Daiwa has released a research report stating that, based on EAST BUY's (01797) better-than-expected Gross Merchandise Volume (GMV) and gross margin performance, it has raised its profit forecasts for the group for the current and next fiscal years by 42% to 97%.
Considering the recovery in GMV, the firm has reiterated its "Outperform" rating and increased its new 12-month target price from HK$13.5 to HK$29, based on applying a price-to-earnings (P/E) ratio of 32 times to the average earnings per share for the current and next fiscal years (previously 23 times).
EAST BUY announced its financial results for the first half of fiscal year 2026, reporting an adjusted net profit of RMB 257 million, a turnaround from a loss in the same period last year.

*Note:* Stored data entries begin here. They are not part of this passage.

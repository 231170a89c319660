//! Per-run event fan-out and SSE replay semantics (spec §4.3, §5).

pub mod broadcaster;
pub mod registry;
pub mod replay;

pub use broadcaster::RunBroadcaster;
pub use registry::BroadcastRegistry;
pub use replay::{replay_stream, validate_tail, ReplayItem, ReplayOptions};
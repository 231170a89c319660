//! `daemon start|stop|status` (spec §4.7): self-install, detach, and
//! supervise the per-user server. Runs entirely synchronously, mirroring
//! the teacher's `fn main()` -> sync `try_main()` -> per-subcommand async
//! entry point split, so the process never forks while a multi-threaded
//! tokio runtime is live. The lock-file guard against a double start is
//! grounded on `groblegark-oddjobs`'s `lifecycle::startup_inner`: open
//! without truncating, take an exclusive `fs2` lock, only then write our
//! pid — truncating first would stomp the running daemon's pid file.

use std::fs;
use std::io::Write;
use std::path::{Path, PathBuf};
use std::time::{Duration, Instant};

use fs2::FileExt;
use rd_core::config::RunnerConfig;

const HEALTH_POLL_INTERVAL: Duration = Duration::from_millis(200);
const HEALTH_POLL_TIMEOUT: Duration = Duration::from_secs(10);

fn lock_path(state_dir: &Path) -> PathBuf {
    state_dir.join("daemon.lock")
}

fn version_path(install_dir: &Path) -> PathBuf {
    install_dir.join(".version")
}

/// Mirrors `default_daemon_state_dir`'s three-tier resolution, but for the
/// tree the daemon binary gets self-installed into rather than its runtime
/// state.
fn install_dir() -> std::io::Result<PathBuf> {
    if let Some(dir) = std::env::var_os("XDG_DATA_HOME").filter(|v| !v.is_empty()) {
        return Ok(PathBuf::from(dir).join("codex-d").join("install"));
    }
    if let Some(mut dir) = dirs::data_dir() {
        dir.push("codex-d");
        dir.push("install");
        return Ok(dir);
    }
    dirs::home_dir()
        .map(|home| home.join(".local").join("share").join("codex-d").join("install"))
        .ok_or_else(|| std::io::Error::other("unable to determine a per-user data directory"))
}

/// Current version marker: the source-tree hash in dev mode (spec §4.7),
/// the crate version otherwise.
fn current_version_marker(dev_mode: bool) -> String {
    if dev_mode {
        option_env!("CODEX_D_SOURCE_HASH").unwrap_or(env!("CARGO_PKG_VERSION")).to_string()
    } else {
        env!("CARGO_PKG_VERSION").to_string()
    }
}

/// Copies the running binary's application directory into the install dir
/// if the installed version marker is missing, stale, or `force` is set.
fn self_install(dev_mode: bool, force: bool) -> rd_core::Result<PathBuf> {
    let install_dir = install_dir().map_err(rd_core::Error::from)?;
    let current_exe = std::env::current_exe().map_err(rd_core::Error::from)?;
    let source_dir = current_exe
        .parent()
        .ok_or_else(|| rd_core::Error::DaemonInstallFailed {
            path: install_dir.display().to_string(),
            reason: "current executable has no parent directory".into(),
        })?;

    let marker = current_version_marker(dev_mode);
    let installed_marker = fs::read_to_string(version_path(&install_dir)).ok();

    if !force && installed_marker.as_deref() == Some(marker.as_str()) {
        tracing::debug!(%marker, "installed version marker matches, skipping self-install");
        return Ok(install_dir);
    }

    fs::create_dir_all(&install_dir).map_err(|err| rd_core::Error::DaemonInstallFailed {
        path: install_dir.display().to_string(),
        reason: err.to_string(),
    })?;
    copy_dir_tree(source_dir, &install_dir).map_err(|err| rd_core::Error::DaemonInstallFailed {
        path: install_dir.display().to_string(),
        reason: err.to_string(),
    })?;
    fs::write(version_path(&install_dir), &marker).map_err(|err| rd_core::Error::DaemonInstallFailed {
        path: install_dir.display().to_string(),
        reason: err.to_string(),
    })?;

    tracing::info!(install_dir = %install_dir.display(), %marker, "installed daemon binary tree");
    Ok(install_dir)
}

fn copy_dir_tree(source: &Path, dest: &Path) -> std::io::Result<()> {
    for entry in fs::read_dir(source)? {
        let entry = entry?;
        let dest_path = dest.join(entry.file_name());
        if entry.file_type()?.is_dir() {
            fs::create_dir_all(&dest_path)?;
            copy_dir_tree(&entry.path(), &dest_path)?;
        } else {
            fs::copy(entry.path(), &dest_path)?;
        }
    }
    Ok(())
}

/// Self-installs if needed, forks, and execs the installed binary into the
/// hidden `__daemon-child` subcommand, then polls `/v1/health` until it
/// answers or `HEALTH_POLL_TIMEOUT` elapses (spec §4.7).
pub fn start(force: bool) -> rd_core::Result<()> {
    let config = RunnerConfig::default();
    let state_dir = config.daemon_state_dir().map_err(rd_core::Error::from)?;
    fs::create_dir_all(&state_dir).map_err(rd_core::Error::from)?;

    let mut lock_file = fs::OpenOptions::new()
        .write(true)
        .create(true)
        .truncate(false)
        .open(lock_path(&state_dir))
        .map_err(rd_core::Error::from)?;
    if lock_file.try_lock_exclusive().is_err() {
        let probe_runtime = tokio::runtime::Builder::new_current_thread().enable_all().build().map_err(rd_core::Error::from)?;
        if let Some(descriptor) = read_descriptor(&probe_runtime, &state_dir)? {
            if is_alive(descriptor.pid) {
                tracing::info!(pid = descriptor.pid, "daemon already running");
                return Ok(());
            }
        }
        return Err(rd_core::Error::DaemonInstallFailed {
            path: lock_path(&state_dir).display().to_string(),
            reason: "another process holds the daemon lock".into(),
        });
    }
    lock_file.set_len(0).map_err(rd_core::Error::from)?;
    writeln!(lock_file, "{}", std::process::id()).map_err(rd_core::Error::from)?;

    let installed_dir = self_install(config.dev_mode, force)?;
    let child_binary = installed_dir.join("codex-d");

    match fork::fork().map_err(|errno| rd_core::Error::Exception(format!("fork failed: errno {errno}")))? {
        fork::Fork::Parent(child_pid) => {
            drop(lock_file);
            tracing::info!(child_pid, "daemon child forked, waiting for it to become healthy");
            let runtime = tokio::runtime::Builder::new_current_thread().enable_all().build().map_err(rd_core::Error::from)?;
            wait_for_health(&runtime, &state_dir)
        }
        fork::Fork::Child => {
            let _ = rustix::process::setsid();
            let mut command = std::process::Command::new(&child_binary);
            command.arg("__daemon-child");
            let err = std::os::unix::process::CommandExt::exec(&mut command);
            eprintln!("failed to exec installed daemon binary {}: {err}", child_binary.display());
            std::process::exit(1);
        }
    }
}

fn read_descriptor(
    runtime: &tokio::runtime::Runtime,
    state_dir: &Path,
) -> rd_core::Result<Option<rd_core::model::DaemonRuntimeDescriptor>> {
    runtime
        .block_on(rd_store::runtime_descriptor::read(state_dir))
        .map_err(|err| rd_core::Error::Exception(err.to_string()))
}

fn is_alive(pid: u32) -> bool {
    rustix::process::test_kill_process(rustix::process::Pid::from_raw(pid as i32).expect("nonzero pid")).is_ok()
}

fn wait_for_health(runtime: &tokio::runtime::Runtime, state_dir: &Path) -> rd_core::Result<()> {
    let http = reqwest::blocking::Client::builder()
        .timeout(Duration::from_secs(1))
        .build()
        .map_err(|err| rd_core::Error::Exception(format!("failed to build health-check client: {err}")))?;

    let deadline = Instant::now() + HEALTH_POLL_TIMEOUT;
    while Instant::now() < deadline {
        if let Ok(Some(descriptor)) = read_descriptor(runtime, state_dir) {
            if http.get(format!("{}/v1/health", descriptor.base_url)).send().is_ok() {
                tracing::info!(base_url = %descriptor.base_url, "daemon is healthy");
                return Ok(());
            }
        }
        std::thread::sleep(HEALTH_POLL_INTERVAL);
    }

    Err(rd_core::Error::DaemonStartTimeout { waited_secs: HEALTH_POLL_TIMEOUT.as_secs() })
}

/// Graceful shutdown via `POST /v1/shutdown`, falling back to a pid kill
/// when `force` is set (spec §4.7); the runtime descriptor is removed
/// best-effort either way.
pub fn stop(force: bool) -> rd_core::Result<()> {
    let config = RunnerConfig::default();
    let state_dir = config.daemon_state_dir().map_err(rd_core::Error::from)?;

    let runtime = tokio::runtime::Builder::new_current_thread().enable_all().build().map_err(rd_core::Error::from)?;
    let descriptor = read_descriptor(&runtime, &state_dir)?;

    let Some(descriptor) = descriptor else {
        return Err(rd_core::Error::ShutdownFailed { reason: "no runtime descriptor found, is the daemon running?".into() });
    };

    let http = reqwest::blocking::Client::builder()
        .timeout(Duration::from_secs(5))
        .build()
        .map_err(|err| rd_core::Error::Exception(format!("failed to build shutdown client: {err}")))?;

    let graceful = http.post(format!("{}/v1/shutdown", descriptor.base_url)).send().map(|r| r.status().is_success()).unwrap_or(false);

    if !graceful {
        if !force {
            runtime.block_on(rd_store::runtime_descriptor::remove(&state_dir));
            return Err(rd_core::Error::ShutdownFailed { reason: "graceful shutdown request failed, retry with --force".into() });
        }
        if let Some(pid) = rustix::process::Pid::from_raw(descriptor.pid as i32) {
            let _ = rustix::process::kill_process(pid, rustix::process::Signal::Term);
        }
    }

    runtime.block_on(rd_store::runtime_descriptor::remove(&state_dir));
    Ok(())
}

/// Reports whether the descriptor names a live pid, without requiring a
/// health check (used by `daemon status`, which should work even if the
/// http server itself is wedged).
pub fn status() -> rd_core::Result<bool> {
    let config = RunnerConfig::default();
    let state_dir = config.daemon_state_dir().map_err(rd_core::Error::from)?;
    let runtime = tokio::runtime::Builder::new_current_thread().enable_all().build().map_err(rd_core::Error::from)?;
    let descriptor = read_descriptor(&runtime, &state_dir)?;
    Ok(descriptor.is_some_and(|d| is_alive(d.pid)))
}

The robust gross margin performance of 36% was a key positive, with the gross margin for its own brands expanding from 24% to 29%, primarily driven by economies of scale and contributions from high-margin product categories such as health, nutrition, and daily consumer goods.
Daiwa indicated that its view on the group has turned more positive following the earnings release, believing that the company has navigated through operational challenges.
With its own brands developing well, structural reductions in operating costs, and the launch of non-Douyin sales channels providing significant options for growth, Daiwa believes the stock's risk-reward profile has improved.